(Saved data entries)
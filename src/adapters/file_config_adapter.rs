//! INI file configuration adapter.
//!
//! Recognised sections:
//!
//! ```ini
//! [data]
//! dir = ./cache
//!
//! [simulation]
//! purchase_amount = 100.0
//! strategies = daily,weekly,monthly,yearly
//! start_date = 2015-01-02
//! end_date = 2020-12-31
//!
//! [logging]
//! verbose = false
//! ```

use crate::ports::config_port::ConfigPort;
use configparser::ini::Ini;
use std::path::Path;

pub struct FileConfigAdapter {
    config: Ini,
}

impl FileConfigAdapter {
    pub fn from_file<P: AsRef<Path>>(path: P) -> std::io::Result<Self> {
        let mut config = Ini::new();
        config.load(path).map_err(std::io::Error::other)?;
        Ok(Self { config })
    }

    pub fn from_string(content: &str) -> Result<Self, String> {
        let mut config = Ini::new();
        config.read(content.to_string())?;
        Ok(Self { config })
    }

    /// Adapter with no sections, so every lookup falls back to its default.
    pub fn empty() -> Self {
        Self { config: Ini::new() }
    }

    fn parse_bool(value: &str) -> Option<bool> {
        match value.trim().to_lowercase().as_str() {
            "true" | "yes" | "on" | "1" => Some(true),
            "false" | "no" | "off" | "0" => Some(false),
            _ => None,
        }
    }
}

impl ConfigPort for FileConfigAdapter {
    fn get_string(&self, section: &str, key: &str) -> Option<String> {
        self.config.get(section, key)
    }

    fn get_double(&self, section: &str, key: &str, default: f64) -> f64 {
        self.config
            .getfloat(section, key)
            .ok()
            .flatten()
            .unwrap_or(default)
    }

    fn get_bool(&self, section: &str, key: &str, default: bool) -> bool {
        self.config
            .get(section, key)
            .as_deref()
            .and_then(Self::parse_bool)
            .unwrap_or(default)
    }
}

*WHAT THE TASK REQUIRES:* Scan the lines above, and whenever one holds the string "FileConfigAdapter", copy it.

*EXPECTED ANSWER:*
pub struct FileConfigAdapter {
impl FileConfigAdapter {
impl ConfigPort for FileConfigAdapter {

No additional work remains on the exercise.